Ingolstadt: Mann ersticht Ex-Partnerin mit Küchenmesser – Bayern | ABC-Z

Ein Mann soll am Freitagabend auf einer Straße in Ingolstadt seine frühere Partnerin angegriffen und mit einem Küchenmesser tödlich verletzt haben. Wie die Polizei mitteilte, gab es vorher im Nordwesten der Stadt eine Auseinandersetzung.
Die Söhne der Getöteten, 17 und 29 Jahre alt, versuchten noch, den Mann durch Schläge und Tritte von ihr fernzuhalten und den Angriff zu stoppen. Die 45-Jährige wurde mit schweren Verletzungen in ein Krankenhaus gebracht, wo sie kurz darauf starb. Auch der 49-jährige Angreifer wurde schwer verletzt in ein Krankenhaus gebracht, wo er nun von der Polizei bewacht wird.

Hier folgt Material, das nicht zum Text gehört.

//! Parsed lock trace records
//!
//! A [`LockEvent`] is one record of the serialized pthread trace after it has
//! been decoded. Events are immutable once built; the replay driver borrows
//! them for the duration of a single dispatch.

use crate::error::{ParseError, Result};
use serde::{Serialize, Serializer};
use std::fmt;
use std::str::FromStr;

/// Thread id as recorded by the tracer (`gettid()`)
pub type ThreadId = i64;

/// Opaque identifier of a mutex or rwlock instance (its address in the traced process)
#[derive(Debug, Clone, Copy, PartialEq, Eq, Hash, PartialOrd, Ord)]
pub struct LockId(pub u64);

impl fmt::Display for LockId {
    fn fmt(&self, f: &mut fmt::Formatter<'_>) -> fmt::Result {
        write!(f, "{:016x}", self.0)
    }
}

impl fmt::LowerHex for LockId {
    fn fmt(&self, f: &mut fmt::Formatter<'_>) -> fmt::Result {
        fmt::LowerHex::fmt(&self.0, f)
    }
}

impl Serialize for LockId {
    fn serialize<S: Serializer>(&self, serializer: S) -> std::result::Result<S::Ok, S::Error> {
        serializer.collect_str(self)
    }
}

/// What the traced program did to the lock
#[derive(Debug, Clone, Copy, PartialEq, Eq, Hash, PartialOrd, Ord, Serialize)]
#[serde(rename_all = "snake_case")]
pub enum Action {
    Lock,
    Unlock,
    ReadLock,
    WriteLock,
    RwUnlock,
    ThreadClean,
    Init,
    Destroy,
    RwInit,
    RwDestroy,
    Deadlock,
    Error,
}

impl Action {
    /// Name used on the wire
    pub fn wire_name(self) -> &'static str {
        match self {
            Action::Lock => "lock",
            Action::Unlock => "unlock",
            Action::ReadLock => "readlock",
            Action::WriteLock => "writelock",
            Action::RwUnlock => "rwunlock",
            Action::ThreadClean => "tclean",
            Action::Init => "init",
            Action::Destroy => "destroy",
            Action::RwInit => "rw_init",
            Action::RwDestroy => "rw_destroy",
            Action::Deadlock => "deadlock",
            Action::Error => "error",
        }
    }

    /// Whether the action operates on a rwlock rather than a mutex
    pub fn is_rwlock(self) -> bool {
        matches!(
            self,
            Action::ReadLock
                | Action::WriteLock
                | Action::RwUnlock
                | Action::RwInit
                | Action::RwDestroy
        )
    }
}

impl FromStr for Action {
    type Err = String;

    fn from_str(s: &str) -> std::result::Result<Self, Self::Err> {
        Ok(match s {
            "lock" => Action::Lock,
            "unlock" => Action::Unlock,
            "readlock" => Action::ReadLock,
            "writelock" => Action::WriteLock,
            "rwunlock" => Action::RwUnlock,
            "tclean" => Action::ThreadClean,
            "init" => Action::Init,
            "destroy" => Action::Destroy,
            "rw_init" | "rwinit" => Action::RwInit,
            "rw_destroy" | "rwdestroy" => Action::RwDestroy,
            "deadlock" => Action::Deadlock,
            "error" => Action::Error,
            other => return Err(other.to_string()),
        })
    }
}

impl fmt::Display for Action {
    fn fmt(&self, f: &mut fmt::Formatter<'_>) -> fmt::Result {
        f.write_str(self.wire_name())
    }
}

/// pthread mutex type, resolved through the bindings carried by the meta records
#[derive(Debug, Clone, Copy, PartialEq, Eq, Hash, PartialOrd, Ord)]
pub enum MutexKind {
    Normal,
    Recursive,
    ErrorCheck,
    Adaptive,
    /// Value the trace never bound to a name, kept verbatim
    Unknown(i32),
}

impl MutexKind {
    /// Constant name as spelled by pthread.h
    pub fn pthread_name(self) -> String {
        match self {
            MutexKind::Normal => "PTHREAD_MUTEX_NORMAL".to_string(),
            MutexKind::Recursive => "PTHREAD_MUTEX_RECURSIVE".to_string(),
            MutexKind::ErrorCheck => "PTHREAD_MUTEX_ERRORCHECK".to_string(),
            MutexKind::Adaptive => "PTHREAD_MUTEX_ADAPTIVE".to_string(),
            MutexKind::Unknown(raw) => format!("unknown kind {}", raw),
        }
    }
}

impl fmt::Display for MutexKind {
    fn fmt(&self, f: &mut fmt::Formatter<'_>) -> fmt::Result {
        match self {
            MutexKind::Normal => f.write_str("normal"),
            MutexKind::Recursive => f.write_str("recursive"),
            MutexKind::ErrorCheck => f.write_str("errorcheck"),
            MutexKind::Adaptive => f.write_str("adaptive"),
            MutexKind::Unknown(raw) => write!(f, "unknown kind {}", raw),
        }
    }
}

impl Serialize for MutexKind {
    fn serialize<S: Serializer>(&self, serializer: S) -> std::result::Result<S::Ok, S::Error> {
        serializer.collect_str(self)
    }
}

/// Raw kind value → name bindings established by the meta records
///
/// The numeric values of the pthread mutex types are libc specific, so the
/// tracer records them once and every data record refers to them by value.
#[derive(Debug, Clone, Default, PartialEq, Eq)]
pub struct MutexKindTable {
    pub normal: Option<i32>,
    pub recursive: Option<i32>,
    pub errorcheck: Option<i32>,
    pub adaptive: Option<i32>,
}

impl MutexKindTable {
    /// Bindings used by glibc on Linux
    pub fn glibc() -> Self {
        Self {
            normal: Some(0),
            recursive: Some(1),
            errorcheck: Some(2),
            adaptive: Some(3),
        }
    }

    /// Resolve a raw kind value; unbound values come back as [`MutexKind::Unknown`]
    pub fn resolve(&self, raw: i32) -> MutexKind {
        if self.normal == Some(raw) {
            MutexKind::Normal
        } else if self.recursive == Some(raw) {
            MutexKind::Recursive
        } else if self.errorcheck == Some(raw) {
            MutexKind::ErrorCheck
        } else if self.adaptive == Some(raw) {
            MutexKind::Adaptive
        } else {
            MutexKind::Unknown(raw)
        }
    }
}

/// Return addresses captured at the lock call site, innermost first
#[derive(Debug, Clone, Default, PartialEq, Eq, Hash, PartialOrd, Ord)]
pub struct CallerChain(Vec<u64>);

impl CallerChain {
    /// Parse the tracer's `0x1234,0x5678,(nil),` notation
    ///
    /// Parsing stops at the first empty token or `(nil)`; frames the tracer
    /// could not capture are padded that way.
    pub fn parse(index: u64, raw: &str) -> Result<Self> {
        let mut addresses = Vec::new();

        for token in raw.split(',') {
            let token = token.trim();
            if token.is_empty() || token == "(nil)" {
                break;
            }

            let digits = token
                .strip_prefix("0x")
                .or_else(|| token.strip_prefix("0X"))
                .unwrap_or(token);

            let address =
                u64::from_str_radix(digits, 16).map_err(|_| ParseError::MalformedCallerChain {
                    index,
                    chain: raw.to_string(),
                })?;
            addresses.push(address);
        }

        Ok(Self(addresses))
    }

    pub fn from_addresses(addresses: Vec<u64>) -> Self {
        Self(addresses)
    }

    pub fn addresses(&self) -> &[u64] {
        &self.0
    }

    pub fn is_empty(&self) -> bool {
        self.0.is_empty()
    }

    /// Comma-joined key used by the symbol cache
    pub fn key(&self) -> String {
        self.0
            .iter()
            .map(|a| format!("{:#x}", a))
            .collect::<Vec<_>>()
            .join(",")
    }
}

/// One parsed trace record
#[derive(Debug, Clone, PartialEq, Eq)]
pub struct LockEvent {
    /// Monotonic sequence number assigned by the tracer
    pub index: u64,
    pub lock_id: LockId,
    pub thread_id: ThreadId,
    pub thread_name: String,
    pub action: Action,
    pub timestamp_ns: i64,
    /// Time spent waiting before the lock was granted
    pub acquire_latency_ns: i64,
    /// Raw pthread mutex kind, resolved through [`MutexKindTable`]
    pub mutex_kind: i32,
    /// `__count` of the mutex right after the call
    pub hold_count: i64,
    /// `__owner` of the mutex right after the call
    pub reported_owner: i64,
    /// Return code of the pthread call (only meaningful for `error` records)
    pub return_code: i32,
    pub caller_chain: CallerChain,
}

impl LockEvent {
    /// Minimal event, mostly useful for tests and synthetic traces
    pub fn new(index: u64, lock_id: u64, thread_id: ThreadId, action: Action, timestamp_ns: i64) -> Self {
        Self {
            index,
            lock_id: LockId(lock_id),
            thread_id,
            thread_name: "?".to_string(),
            action,
            timestamp_ns,
            acquire_latency_ns: 0,
            mutex_kind: 0,
            hold_count: 0,
            reported_owner: 0,
            return_code: 0,
            caller_chain: CallerChain::default(),
        }
    }

    pub fn with_caller(mut self, addresses: Vec<u64>) -> Self {
        self.caller_chain = CallerChain::from_addresses(addresses);
        self
    }

    pub fn with_latency(mut self, acquire_latency_ns: i64) -> Self {
        self.acquire_latency_ns = acquire_latency_ns;
        self
    }

    pub fn with_kind(mut self, mutex_kind: i32) -> Self {
        self.mutex_kind = mutex_kind;
        self
    }

    pub fn with_thread_name(mut self, name: &str) -> Self {
        self.thread_name = name.to_string();
        self
    }

    /// `"tid (thread name)"` label used in the last-use section
    pub fn thread_label(&self) -> String {
        format!("{} ({})", self.thread_id, self.thread_name)
    }
}

#[cfg(test)]
mod tests {
    use super::*;

    #[test]
    fn test_action_wire_names_round_trip() {
        for action in [
            Action::Lock,
            Action::Unlock,
            Action::ReadLock,
            Action::WriteLock,
            Action::RwUnlock,
            Action::ThreadClean,
            Action::Init,
            Action::Destroy,
            Action::RwInit,
            Action::RwDestroy,
            Action::Deadlock,
            Action::Error,
        ] {
            assert_eq!(action.wire_name().parse::<Action>(), Ok(action));
        }
    }

    #[test]
    fn test_unknown_action_rejected() {
        assert_eq!("trylock".parse::<Action>(), Err("trylock".to_string()));
    }

    #[test]
    fn test_caller_chain_stops_at_nil() {
        let chain = CallerChain::parse(0, "0x401000,0x401abc,(nil),(nil),").unwrap();
        assert_eq!(chain.addresses(), &[0x401000, 0x401abc]);
        assert_eq!(chain.key(), "0x401000,0x401abc");
    }

    #[test]
    fn test_caller_chain_empty() {
        assert!(CallerChain::parse(0, "").unwrap().is_empty());
        assert!(CallerChain::parse(0, "(nil)").unwrap().is_empty());
    }

    #[test]
    fn test_caller_chain_rejects_garbage() {
        let err = CallerChain::parse(7, "0x10,zzz").unwrap_err();
        assert!(matches!(err, ParseError::MalformedCallerChain { index: 7, .. }));
    }

    #[test]
    fn test_kind_table_resolves_bound_and_unbound() {
        let table = MutexKindTable::glibc();
        assert_eq!(table.resolve(1), MutexKind::Recursive);
        assert_eq!(table.resolve(9), MutexKind::Unknown(9));
        assert_eq!(table.resolve(9).to_string(), "unknown kind 9");
    }

    #[test]
    fn test_empty_kind_table_has_no_bindings() {
        let table = MutexKindTable::default();
        assert_eq!(table.resolve(0), MutexKind::Unknown(0));
        assert_eq!(table.resolve(1), MutexKind::Unknown(1));
    }

    #[test]
    fn test_lock_id_displays_as_padded_hex() {
        assert_eq!(LockId(0xdead).to_string(), "000000000000dead");
        assert_eq!(format!("{:x}", LockId(0xdead)), "dead");
    }
}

Die Polizei sperrte am Abend den Tatort weiträumig ab und befragte zahlreiche Zeugen. Die Kriminalpolizeiinspektion Ingolstadt führt nun die Ermittlungen in Abstimmung mit der zuständigen Staatsanwaltschaft fort.
Die Ermittler sprechen bislang nicht von einem „Femizid“. Der Verdacht liegt aber nahe, weil die Tat aus einer ehemaligen Partnerschaft heraus erfolgte. Der Begriff bezeichnet die Tötung von Frauen aufgrund geschlechtsspezifischer Gewalt und verdeutlicht, dass Tötungen von Frauen keine isolierten Einzelfälle sind. Eine Studie der Uni Tübingen zeigt, dass mehr als 80 Prozent der versuchten oder vollendeten Tötungen von Frauen im Kontext heterosexueller Paarbeziehungen stattfinden.